==== Material for this exercise ====

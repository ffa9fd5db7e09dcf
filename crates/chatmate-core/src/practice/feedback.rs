//! Turns a [`Verdict`] into the reply shown to the learner.

use super::validator::{IssueKind, Verdict};

const AGREEMENT_REMINDER: &str = "📚 Remember: Use 'am' with 'I', 'is' with he/she/it, 'are' with you/we/they (present). Use 'was' with I/he/she/it, 'were' with you/we/they (past).";

const NEXT_STEP: &str = "Type another sentence, or 'chat' to switch to conversation mode.";

/// Render feedback for `sentence`.
///
/// The corrected version is only shown when it differs from what was typed.
pub fn render_feedback(sentence: &str, verdict: &Verdict) -> String {
    let mut out = match verdict {
        Verdict::Correct(kind) => format!("✅ Correct sentence in {kind}!"),
        Verdict::Incorrect(assessment) => {
            let mut out = String::from("❌ Invalid sentence.\n\n📝 Issues found:");
            for (i, error) in assessment.errors.iter().enumerate() {
                out.push_str(&format!("\n{}. {error}", i + 1));
            }
            if !assessment.corrected.is_empty() && assessment.corrected != sentence.trim() {
                out.push_str(&format!(
                    "\n\n✏️ Corrected version: \"{}\"",
                    assessment.corrected
                ));
            }
            if assessment.kind == IssueKind::Grammar {
                out.push_str("\n\n");
                out.push_str(AGREEMENT_REMINDER);
            }
            out
        }
    };

    out.push_str("\n\n");
    out.push_str(NEXT_STEP);
    out
}
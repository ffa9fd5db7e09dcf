//! Line sources for the chat loop.
//!
//! [`ChatInput`] wraps `rustyline_async::Readline` for interactive terminals,
//! with proper handling of EOF (Ctrl+D) and interrupt (Ctrl+C). [`PipedInput`]
//! reads plain lines when stdin is not a terminal. Read failures are
//! reported as [`InputError`], never as end of input.

use std::io::Write;

use chatmate_core::chat::input::{InputEvent, LineSource};
use chatmate_types::error::InputError;
use rustyline_async::{Readline, ReadlineError, ReadlineEvent, SharedWriter};
use tokio::io::{AsyncBufRead, AsyncBufReadExt, BufReader, Lines, Stdin};

/// Async readline input handler.
pub struct ChatInput {
    rl: Readline,
}

impl ChatInput {
    /// Create a new chat input handler with the given prompt.
    ///
    /// Returns the input handler and a `SharedWriter` that can be used to
    /// print output without interfering with the readline prompt.
    pub fn new(prompt: String) -> Result<(Self, SharedWriter), ReadlineError> {
        let (rl, stdout) = Readline::new(prompt)?;
        Ok((Self { rl }, stdout))
    }

    /// Write out anything still buffered in the shared writer and clear
    /// the prompt line.
    pub fn flush(&mut self) {
        let _ = self.rl.flush();
    }
}

impl LineSource for ChatInput {
    async fn read_line(&mut self) -> Result<InputEvent, InputError> {
        match self.rl.readline().await {
            Ok(ReadlineEvent::Line(line)) => {
                self.rl.add_history_entry(line.clone());
                Ok(InputEvent::Line(line))
            }
            Ok(ReadlineEvent::Eof) => Ok(InputEvent::Eof),
            Ok(ReadlineEvent::Interrupted) => Ok(InputEvent::Interrupted),
            Err(e) => Err(InputError(e.to_string())),
        }
    }
}

/// Line reader for non-interactive stdin.
///
/// Echoes the prompt to stdout before each read so a piped transcript reads
/// the same as an interactive one.
pub struct PipedInput<R> {
    lines: Lines<R>,
    prompt: String,
}

impl PipedInput<BufReader<Stdin>> {
    pub fn stdin(prompt: impl Into<String>) -> Self {
        Self::new(BufReader::new(tokio::io::stdin()), prompt)
    }
}

impl<R: AsyncBufRead + Unpin> PipedInput<R> {
    pub fn new(reader: R, prompt: impl Into<String>) -> Self {
        Self {
            lines: reader.lines(),
            prompt: prompt.into(),
        }
    }
}

impl<R: AsyncBufRead + Unpin> LineSource for PipedInput<R> {
    async fn read_line(&mut self) -> Result<InputEvent, InputError> {
        print!("\n{}", self.prompt);
        let _ = std::io::stdout().flush();

        match self.lines.next_line().await {
            Ok(Some(line)) => Ok(InputEvent::Line(line)),
            Ok(None) => Ok(InputEvent::Eof),
            Err(e) => Err(InputError(e.to_string())),
        }
    }
}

====

## Exercise details
Output the lines of the records above exactly as they appear, from the line containing "if !assessment.corrected.is_empty() &&" through the line containing "use std::io::Write;".

## The answer
            if !assessment.corrected.is_empty() && assessment.corrected != sentence.trim() {
                out.push_str(&format!(
                    "\n\n✏️ Corrected version: \"{}\"",
                    assessment.corrected
                ));
            }
            if assessment.kind == IssueKind::Grammar {
                out.push_str("\n\n");
                out.push_str(AGREEMENT_REMINDER);
            }
            out
        }
    };

    out.push_str("\n\n");
    out.push_str(NEXT_STEP);
    out
}
repository ffa9fd5db7e09dcf
//! Line sources for the chat loop.
//!
//! [`ChatInput`] wraps `rustyline_async::Readline` for interactive terminals,
//! with proper handling of EOF (Ctrl+D) and interrupt (Ctrl+C). [`PipedInput`]
//! reads plain lines when stdin is not a terminal. Read failures are
//! reported as [`InputError`], never as end of input.

use std::io::Write;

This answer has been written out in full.